Not having external work done to them and doing external work themselves are exactly opposite things.
 
  • #3
russ_watters said:
Not having external work done to them and doing external work themselves are exactly opposite things.

Uh? I am not following. To do work you need to exert a force thru a distance. Work external on a system is equal to change in KE or PE or combination of both..

In the case of the person, are they doing work on themselves? I thought that was a no no.
 
  • #4
I found this, is this why we say work is done by a person when walking or climbing stairs?
Work done by a person is sometimes called useful work, which is work done on the outside world, such as lifting weights. Useful work requires a force exerted through a distance on the outside world, and so it excludes internal work, such as that done by the heart when pumping blood. Useful work does include that done in climbing stairs or accelerating to a full run, because these are accomplished by exerting forces on the outside world. Forces exerted by the body are nonconservative, so that they can change the mechanical energy (
\text{KE}+\text{PE}
) of the system worked upon, and this is often the goal.

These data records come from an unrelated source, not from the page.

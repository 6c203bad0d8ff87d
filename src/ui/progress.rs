use indicatif::{MultiProgress, ProgressBar, ProgressStyle};
use std::collections::HashMap;
use std::sync::{Arc, Mutex};

/// Progress bars addressed by id. One bar is enough for the sweep, but the
/// manager keeps ids so export progress can be added next to it.
pub struct ProgressManager {
    mp: MultiProgress,
    bars: Arc<Mutex<HashMap<String, ProgressBar>>>,
}

impl ProgressManager {
    pub fn new() -> Self {
        Self {
            mp: MultiProgress::new(),
            bars: Arc::new(Mutex::new(HashMap::new())),
        }
    }

    pub fn create_bar(
        &self,
        id: &str,
        total: u64,
        template: &str,
        message: &str,
    ) -> Result<(), String> {
        let mut bars = self
            .bars
            .lock()
            .map_err(|e| format!("Lock error: {}", e))?;

        if bars.contains_key(id) {
            return Err(format!("Progress bar '{}' already exists", id));
        }

        let pb = self.mp.add(ProgressBar::new(total));
        let style = ProgressStyle::default_bar()
            .template(template)
            .map_err(|e| format!("Bad progress template: {}", e))?
            .progress_chars("█▉▊▋▌▍▎▏ ");
        pb.set_style(style);
        pb.set_message(message.to_string());

        bars.insert(id.to_string(), pb);
        Ok(())
    }

    /// 增加进度条位置
    pub fn inc(&self, id: &str, value: u64) -> Result<(), String> {
        let bars = self
            .bars
            .lock()
            .map_err(|e| format!("Lock error: {}", e))?;
        if let Some(pb) = bars.get(id) {
            pb.inc(value);
            Ok(())
        } else {
            Err(format!("Progress bar '{}' not found", id))
        }
    }

    pub fn set_message(&self, id: &str, message: &str) -> Result<(), String> {
        let bars = self
            .bars
            .lock()
            .map_err(|e| format!("Lock error: {}", e))?;
        if let Some(pb) = bars.get(id) {
            pb.set_message(message.to_string());
            Ok(())
        } else {
            Err(format!("Progress bar '{}' not found", id))
        }
    }

    /// 完成所有进度条
    pub fn finish_all(&self) {
        if let Ok(mut bars) = self.bars.lock() {
            for (_, pb) in bars.drain() {
                pb.finish();
            }
        }
    }
}

impl Default for ProgressManager {
    fn default() -> Self {
        Self::new()
    }
}

pub mod templates {
    pub const SWEEP: &str =
        "\u{f0e8} GEN  [{bar:30.cyan}] {percent}% ({pos}/{len} frequencies) {msg}";
}

#[cfg(test)]
mod tests {
    use super::*;

    #[test]
    fn duplicate_bar_ids_are_rejected() {
        let manager = ProgressManager::new();
        manager
            .create_bar("sweep", 10, templates::SWEEP, "")
            .unwrap();
        assert!(
            manager
                .create_bar("sweep", 10, templates::SWEEP, "")
                .is_err()
        );
    }

    #[test]
    fn inc_on_unknown_bar_reports_the_id() {
        let manager = ProgressManager::new();
        let err = manager.inc("missing", 1).unwrap_err();
        assert!(err.contains("missing"));
    }
}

A baseball player throwing a ball, for example, increases both the ball’s kinetic and potential energy.
 
  • #5
alkaspeltzar said:
Uh? I am not following. To do work you need to exert a force thru a distance. Work external on a system is equal to change in KE or PE or combination of both..

In the case of the person, are they doing work on themselves? I thought that was a no no.
You are doing work against Earth's gravitational field on the way up an it is doing work on you on the way down.
 
  • #6
alkaspeltzar said:
I see physics problems asking one to calculate the work done in climbing stairs. However, isn't the system the person, and isn't the person not having any external work done? Then how can we say they did work?

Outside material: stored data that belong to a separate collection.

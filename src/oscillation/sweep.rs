use super::{Frame, OscillationParameters, generate_frames};
use crate::utils::consts::{SWEEP_FREQ_MAX, SWEEP_FREQ_MIN, SWEEP_STEPS};
use tracing::debug;

/// Frame names belonging to one slider frequency
#[derive(Debug, Clone)]
pub struct FrequencyGroup {
    pub frequency: f64,
    pub frame_names: Vec<String>,
}

/// Accumulated output of the frequency sweep: every frame in generation
/// order, plus the per-frequency name groups the slider steps play.
#[derive(Debug)]
pub struct Sweep {
    pub frames: Vec<Frame>,
    pub groups: Vec<FrequencyGroup>,
}

/// Slider frequencies: `SWEEP_STEPS` evenly spaced values in
/// `[SWEEP_FREQ_MIN, SWEEP_FREQ_MAX]`, endpoints included
pub fn frequency_values() -> Vec<f64> {
    let step = (SWEEP_FREQ_MAX - SWEEP_FREQ_MIN) / (SWEEP_STEPS - 1) as f64;
    (0..SWEEP_STEPS)
        .map(|i| SWEEP_FREQ_MIN + step * i as f64)
        .collect()
}

/// Run the generator once per slider frequency.
///
/// `on_frequency_done` is called after each completed frequency so the
/// caller can drive a progress display without the numeric code knowing
/// about it.
pub fn run_sweep(
    amplitude: f64,
    duration_factor: usize,
    mut on_frequency_done: impl FnMut(f64),
) -> Result<Sweep, String> {
    let mut sweep = Sweep {
        frames: Vec::new(),
        groups: Vec::new(),
    };

    for frequency in frequency_values() {
        let params = OscillationParameters::new(amplitude, frequency, duration_factor);
        let frames = generate_frames(&params)?;
        debug!("Generated {} frames for frequency {}", frames.len(), frequency);

        let frame_names = frames.iter().map(|f| f.name.clone()).collect();
        sweep.groups.push(FrequencyGroup {
            frequency,
            frame_names,
        });
        sweep.frames.extend(frames);

        on_frequency_done(frequency);
    }

    Ok(sweep)
}

#[cfg(test)]
mod tests {
    use super::*;
    use std::collections::HashSet;

    #[test]
    fn sweep_covers_one_through_ten() {
        let values = frequency_values();
        assert_eq!(values.len(), 10);
        assert_eq!(values[0], 1.0);
        assert_eq!(values[9], 10.0);
        for pair in values.windows(2) {
            assert!((pair[1] - pair[0] - 1.0).abs() < 1e-12);
        }
    }

    #[test]
    fn sweep_produces_one_disjoint_group_per_frequency() {
        let sweep = run_sweep(1.0, 1, |_| {}).unwrap();
        assert_eq!(sweep.groups.len(), 10);
        assert_eq!(sweep.frames.len(), 10 * 100);

        let mut seen: HashSet<&str> = HashSet::new();
        for group in &sweep.groups {
            assert_eq!(group.frame_names.len(), 100);
            for name in &group.frame_names {
                assert!(seen.insert(name), "name {} appears in two groups", name);
            }
        }
    }

    #[test]
    fn sweep_reports_progress_in_frequency_order() {
        let mut reported = Vec::new();
        run_sweep(1.0, 1, |f| reported.push(f)).unwrap();
        assert_eq!(reported, frequency_values());
    }

    #[test]
    fn full_size_sweep_groups_hold_ten_thousand_names() {
        let sweep = run_sweep(1.0, 100, |_| {}).unwrap();
        assert_eq!(sweep.groups.len(), 10);
        for group in &sweep.groups {
            assert_eq!(group.frame_names.len(), 10_000);
        }
        assert_eq!(sweep.frames.len(), 100_000);
    }
}
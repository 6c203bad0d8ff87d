use super::OscillationParameters;

/// One rendered snapshot of the oscillating point
#[derive(Debug, Clone, PartialEq)]
pub struct Frame {
    /// Unique within the whole sweep: frequency plus sequential index
    pub name: String,
    /// Horizontal displacement at this instant
    pub position: f64,
}

/// Name shared between a generated frame and the slider step that plays it
pub fn frame_name(frequency: f64, index: usize) -> String {
    format!("freq_{}_frame_{}", frequency, index)
}

/// Evenly spaced sample instants spanning `[0, time_span]`, both endpoints included
pub fn sample_times(params: &OscillationParameters) -> Vec<f64> {
    let n = params.sample_count();
    let span = params.time_span();
    (0..n).map(|i| span * i as f64 / (n - 1) as f64).collect()
}

/// Generate the ordered frame sequence for one parameter set.
///
/// Pure computation: exactly `duration_factor * 100` frames, index order
/// corresponding to increasing time, `position = amplitude * sin(frequency * t)`.
pub fn generate_frames(params: &OscillationParameters) -> Result<Vec<Frame>, String> {
    params.validate()?;

    let frames = sample_times(params)
        .into_iter()
        .enumerate()
        .map(|(i, t)| Frame {
            name: frame_name(params.frequency, i),
            position: params.amplitude * (params.frequency * t).sin(),
        })
        .collect();

    Ok(frames)
}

You get hot climbing stairs, at least I do, that's doing work I think.

Cheers
 
  • #7
alkaspeltzar said:
I found this, is this why we say work is done by a person when walking or climbing stairs?
Work done by a person is sometimes called useful work, which is work done on the outside world, such as lifting weights. Useful work requires a force exerted through a distance on the outside world, and so it excludes internal work, such as that done by the heart when pumping blood. Useful work does include that done in climbing stairs or accelerating to a full run, because these are accomplished by exerting forces on the outside world. Forces exerted by the body are nonconservative, so that they can change the mechanical energy (
\text{KE}+\text{PE}
) of the system worked upon, and this is often the goal. A baseball player throwing a ball, for example, increases both the ball’s kinetic and potential energy.
Yes, that's fine.
 
  • #8
russ_watters said:
Yes, that's fine.
Thank you..

I guess I was confused becuase isn't it if we are doing work on ourself..most of the time work is done to another object, but in this case, doing work equals the change in PE but it is on the same body. Can you clarify why it is so?
 
  • #9
Let's say your mass is 70 kilograms.

If the problem was posed as this: "You carry a sack of concrete mix (mass=70 kg) up a flight of stairs 4 meters in height. How much work did you do on the sack?"

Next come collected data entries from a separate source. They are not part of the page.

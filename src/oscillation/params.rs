use crate::utils::consts::{
    DEFAULT_AMPLITUDE, DEFAULT_DURATION_FACTOR, DEFAULT_FREQUENCY, SAMPLES_PER_FACTOR,
    TIME_SPAN_FACTOR,
};

/// Parameters for one oscillation animation
#[derive(Debug, Clone, Copy, PartialEq)]
pub struct OscillationParameters {
    /// Maximum displacement of the point from center
    pub amplitude: f64,
    /// Oscillation rate; must be positive (it divides the time span)
    pub frequency: f64,
    /// Scales both the sample count and the sampled time span
    pub duration_factor: usize,
}

impl Default for OscillationParameters {
    fn default() -> Self {
        Self {
            amplitude: DEFAULT_AMPLITUDE,
            frequency: DEFAULT_FREQUENCY,
            duration_factor: DEFAULT_DURATION_FACTOR,
        }
    }
}

impl OscillationParameters {
    pub fn new(amplitude: f64, frequency: f64, duration_factor: usize) -> Self {
        Self {
            amplitude,
            frequency,
            duration_factor,
        }
    }

    /// Reject bad parameter sets before any frame is computed
    pub fn validate(&self) -> Result<(), String> {
        if !self.amplitude.is_finite() {
            return Err(format!(
                "Invalid amplitude {}: must be finite",
                self.amplitude
            ));
        }
        if !self.frequency.is_finite() || self.frequency <= 0.0 {
            return Err(format!(
                "Invalid frequency {}: must be positive and finite",
                self.frequency
            ));
        }
        if self.duration_factor == 0 {
            return Err("Invalid duration factor 0: must be positive".to_string());
        }
        Ok(())
    }

    /// Number of frames produced for these parameters
    pub fn sample_count(&self) -> usize {
        self.duration_factor * SAMPLES_PER_FACTOR
    }

    /// Upper end of the sampled time span `[0, duration_factor * 10 / frequency]`
    pub fn time_span(&self) -> f64 {
        self.duration_factor as f64 * TIME_SPAN_FACTOR / self.frequency
    }
}

#[cfg(test)]
mod tests {
    use super::*;

    #[test]
    fn default_matches_hardcoded_run_parameters() {
        let params = OscillationParameters::default();
        assert_eq!(params.amplitude, 1.0);
        assert_eq!(params.frequency, 4.0);
        assert_eq!(params.duration_factor, 100);
        assert!(params.validate().is_ok());
    }

    #[test]
    fn zero_frequency_is_rejected() {
        let params = OscillationParameters::new(1.0, 0.0, 100);
        assert!(params.validate().is_err());
    }

    #[test]
    fn negative_frequency_is_rejected() {
        let params = OscillationParameters::new(1.0, -2.5, 100);
        assert!(params.validate().is_err());
    }

    #[test]
    fn non_finite_inputs_are_rejected() {
        assert!(
            OscillationParameters::new(f64::NAN, 1.0, 1)
                .validate()
                .is_err()
        );
        assert!(
            OscillationParameters::new(1.0, f64::INFINITY, 1)
                .validate()
                .is_err()
        );
    }

    #[test]
    fn zero_duration_factor_is_rejected() {
        let params = OscillationParameters::new(1.0, 1.0, 0);
        assert!(params.validate().is_err());
    }

    #[test]
    fn sample_count_and_span_scale_with_duration_factor() {
        let params = OscillationParameters::new(1.0, 2.0, 3);
        assert_eq!(params.sample_count(), 300);
        assert_eq!(params.time_span(), 15.0);
    }
}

Now ask "you (70 kg) walk up a flight of stairs 4 meters in height, how much work has been done on your body?"

Same answer both times, right? 70 kilos mass has been raised 4 meters against gravity.

Whever the question is "how much work" always think "work on what"
cosmik debris said:
You get hot climbing stairs, at least I do, that's doing work I think.
This is just a distraction. Efficiency of the human physiology is not the issue here.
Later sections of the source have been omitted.